In preparing for the course I will be teaching with a few other graduate students next semester, I have been reading a lot about the changing landscapes of urban areas. Some urban areas have declined (but are now being reborn) significantly, such as areas in the US Midwest (Detroit, Cleveland, Youngstown, Buffalo), some have been well bounded from the outset (Portland), and others (New York) have continued to grow in population. By 2050, half of the world's population will reside in urban areas. There is a line of thinking, from an environmental standpoint, that concentrating residents in urban environments allows for a more efficient use of resources - energy, water and electricity can all be used more efficiently.
This is a continuation of a previous post on cities - I started thinking about cities again because I am visiting my sister in New York City; she lives in Manhattan and is a fashion designer. In an article in the New Yorker from 2006, David Owen explains why everywhere should be more like New York. Manhattan is a place where you can have multi-million square foot buildings, with tens of thousands of people working in them, with per capita use of energy being much lower than in more decentralised and sprawled urban environments. Mass transit can be used to move scores of people with the same reasoning. What is interesting, however, is the emphasis in the article on energy. (In fact, many people narrowly think that the bulk of the environmental problem today is about energy.) What is not talked much about, which Bettencourt and West from the Santa Fe Institute point out, which is evident when you visit most any urban environment in the US, is the confluence of money and ideas from elsewhere. Ideas can include culture, food, drink, art and music. When you combine multicultural resources with people who have the ability to consume those resources, you have added a whole new layer to the environmental impacts of cities. This struck me when I went inside Eataly, a 50,000 square foot complex that cooks and sells everything Italian.

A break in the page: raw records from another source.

use std::fmt;

use serde::de::{self, Deserializer, Visitor};
use serde::{Deserialize, Serialize, Serializer};

use crate::error::{MatterError, MatterResult};
use crate::matter::MatterId;

/// Reserved marker that distinguishes a link from a plain string on the wire.
///
/// `"@@a1b2"` decodes to `Value::Link("a1b2")`.
pub const LINK_PREFIX: &str = "@@";

/// A property value stored on a matter.
#[derive(Debug, Clone, Default, PartialEq)]
pub enum Value {
    /// A text value.
    String(String),
    /// A finite 64-bit floating-point value.
    Number(f64),
    /// A boolean value.
    Boolean(bool),
    /// No value.
    #[default]
    Null,
    /// A reference to another matter.
    Link(MatterId),
}

/// The tag of a [`Value`], without its payload.
#[derive(Debug, Clone, Copy, PartialEq, Eq, Hash)]
pub enum ValueKind {
    /// See [`Value::String`].
    String,
    /// See [`Value::Number`].
    Number,
    /// See [`Value::Boolean`].
    Boolean,
    /// See [`Value::Null`].
    Null,
    /// See [`Value::Link`].
    Link,
}

impl fmt::Display for ValueKind {
    fn fmt(&self, f: &mut fmt::Formatter<'_>) -> fmt::Result {
        let name = match self {
            Self::String => "string",
            Self::Number => "number",
            Self::Boolean => "boolean",
            Self::Null => "null",
            Self::Link => "link",
        };
        f.write_str(name)
    }
}

impl Value {
    /// Build a link to the given matter.
    pub fn link(target: impl Into<MatterId>) -> Self {
        Self::Link(target.into())
    }

    /// Decode a wire string: prefixed strings become links.
    pub fn from_wire(s: &str) -> Self {
        match s.strip_prefix(LINK_PREFIX) {
            Some(id) => Self::Link(MatterId::from(id)),
            None => Self::String(s.to_string()),
        }
    }

    /// The tag of this value.
    pub fn kind(&self) -> ValueKind {
        match self {
            Self::String(_) => ValueKind::String,
            Self::Number(_) => ValueKind::Number,
            Self::Boolean(_) => ValueKind::Boolean,
            Self::Null => ValueKind::Null,
            Self::Link(_) => ValueKind::Link,
        }
    }

    /// Returns true for `Null`.
    pub fn is_null(&self) -> bool {
        matches!(self, Self::Null)
    }

    /// Returns true for `Link`.
    pub fn is_link(&self) -> bool {
        matches!(self, Self::Link(_))
    }

    /// The link target, if this is a link.
    pub fn as_link(&self) -> Option<&MatterId> {
        match self {
            Self::Link(id) => Some(id),
            _ => None,
        }
    }

    /// The text, if this is a string.
    pub fn as_str(&self) -> Option<&str> {
        match self {
            Self::String(s) => Some(s),
            _ => None,
        }
    }

    /// The number, if this is a number.
    pub fn as_number(&self) -> Option<f64> {
        match self {
            Self::Number(n) => Some(*n),
            _ => None,
        }
    }

    /// The flag, if this is a boolean.
    pub fn as_bool(&self) -> Option<bool> {
        match self {
            Self::Boolean(b) => Some(*b),
            _ => None,
        }
    }

    /// Convert a scalar to another scalar kind.
    ///
    /// Returns `None` when the conversion would lose meaning (`"abc"` as a
    /// number, `2` as a boolean). `Null` converts to every kind, links only
    /// to themselves.
    pub fn coerce_to(&self, kind: ValueKind) -> Option<Value> {
        if self.kind() == kind || self.is_null() {
            return Some(self.clone());
        }
        match (self, kind) {
            (Self::String(s), ValueKind::Number) => s
                .trim()
                .parse::<f64>()
                .ok()
                .filter(|n| n.is_finite())
                .map(Self::Number),
            (Self::String(s), ValueKind::Boolean) => match s.trim().to_ascii_lowercase().as_str() {
                "true" => Some(Self::Boolean(true)),
                "false" => Some(Self::Boolean(false)),
                _ => None,
            },
            (Self::Boolean(b), ValueKind::Number) => Some(Self::Number(if *b { 1.0 } else { 0.0 })),
            (Self::Number(n), ValueKind::Boolean) if *n == 0.0 => Some(Self::Boolean(false)),
            (Self::Number(n), ValueKind::Boolean) if *n == 1.0 => Some(Self::Boolean(true)),
            (Self::Number(_) | Self::Boolean(_), ValueKind::String) => {
                Some(Self::String(self.to_string()))
            }
            _ => None,
        }
    }

    /// Reject values that cannot be stored under `key`.
    pub(crate) fn check(&self, key: &str) -> MatterResult<()> {
        match self {
            Self::Number(n) if !n.is_finite() => {
                Err(MatterError::invalid(key, format!("number {n} is not finite")))
            }
            Self::String(s) if s.starts_with(LINK_PREFIX) => Err(MatterError::invalid(
                key,
                format!("string starts with the reserved link prefix \"{LINK_PREFIX}\""),
            )),
            Self::Link(id) if id.as_str().is_empty() => {
                Err(MatterError::invalid(key, "link target id is empty"))
            }
            _ => Ok(()),
        }
    }
}

impl fmt::Display for Value {
    fn fmt(&self, f: &mut fmt::Formatter<'_>) -> fmt::Result {
        match self {
            Self::String(s) => write!(f, "{s}"),
            Self::Number(n) => write!(f, "{n}"),
            Self::Boolean(b) => write!(f, "{b}"),
            Self::Null => write!(f, "null"),
            Self::Link(id) => write!(f, "→ {id}"),
        }
    }
}

impl From<&str> for Value {
    fn from(s: &str) -> Self {
        Self::String(s.to_string())
    }
}

impl From<String> for Value {
    fn from(s: String) -> Self {
        Self::String(s)
    }
}

impl From<f64> for Value {
    fn from(n: f64) -> Self {
        Self::Number(n)
    }
}

impl From<i32> for Value {
    fn from(n: i32) -> Self {
        Self::Number(f64::from(n))
    }
}

impl From<bool> for Value {
    fn from(b: bool) -> Self {
        Self::Boolean(b)
    }
}

impl Serialize for Value {
    fn serialize<S: Serializer>(&self, serializer: S) -> Result<S::Ok, S::Error> {
        match self {
            Self::String(s) => serializer.serialize_str(s),
            Self::Number(n) => serializer.serialize_f64(*n),
            Self::Boolean(b) => serializer.serialize_bool(*b),
            Self::Null => serializer.serialize_unit(),
            Self::Link(id) => serializer.serialize_str(&format!("{LINK_PREFIX}{id}")),
        }
    }
}

impl<'de> Deserialize<'de> for Value {
    fn deserialize<D: Deserializer<'de>>(deserializer: D) -> Result<Self, D::Error> {
        deserializer.deserialize_any(ValueVisitor)
    }
}

struct ValueVisitor;

impl<'de> Visitor<'de> for ValueVisitor {
    type Value = Value;

    fn expecting(&self, f: &mut fmt::Formatter<'_>) -> fmt::Result {
        f.write_str("a string, number, boolean, null, or prefixed link")
    }

    fn visit_str<E: de::Error>(self, v: &str) -> Result<Value, E> {
        Ok(Value::from_wire(v))
    }

    fn visit_f64<E: de::Error>(self, v: f64) -> Result<Value, E> {
        Ok(Value::Number(v))
    }

    fn visit_i64<E: de::Error>(self, v: i64) -> Result<Value, E> {
        Ok(Value::Number(v as f64))
    }

    fn visit_u64<E: de::Error>(self, v: u64) -> Result<Value, E> {
        Ok(Value::Number(v as f64))
    }

    fn visit_bool<E: de::Error>(self, v: bool) -> Result<Value, E> {
        Ok(Value::Boolean(v))
    }

    fn visit_unit<E: de::Error>(self) -> Result<Value, E> {
        Ok(Value::Null)
    }

    fn visit_none<E: de::Error>(self) -> Result<Value, E> {
        Ok(Value::Null)
    }
}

I am not going to lie - I eat Italian food, and I love food from all over the world. But it is important to recognise the environmental costs of doing so. (Sam has, and she has gone local. Since I have been buying unpackaged foods, I have also been eating almost exclusively locally-grown foods.) Cities have now become dependent on other cities to provide resources for consumption, and therefore the impacts of the city are no longer contained to the region that the city exists in. This is a key feature of globalisation. Cities now have huge ecological footprints. A study by Folke et al. shows that large cities in the Baltic region of Northern Europe require inputs from land areas between 500-1100 times the land areas of the cities themselves. How do we reconcile growing and rejuvenating urban environments with diversity and environmental impact?
"Cities now have huge ecological footprints."
ReplyDeleteWell, yes, but mainly because they have more people.
As with energy usage, you want measures of environmental impact *per capita*, yes?
Bruce, yes, you are right. But I also meant that because of connections of cultures, as well as increased resources for the consumption of those cultures, ecological impacts are probably much larger than we think they are, and of course, incredibly difficult to measure...
ReplyDeleteAnd yes, per capita.
Also, if you by any chance know how much trash people generate per capita depending on which city they live in, or have a link to something like that, please let me know. That'd be great!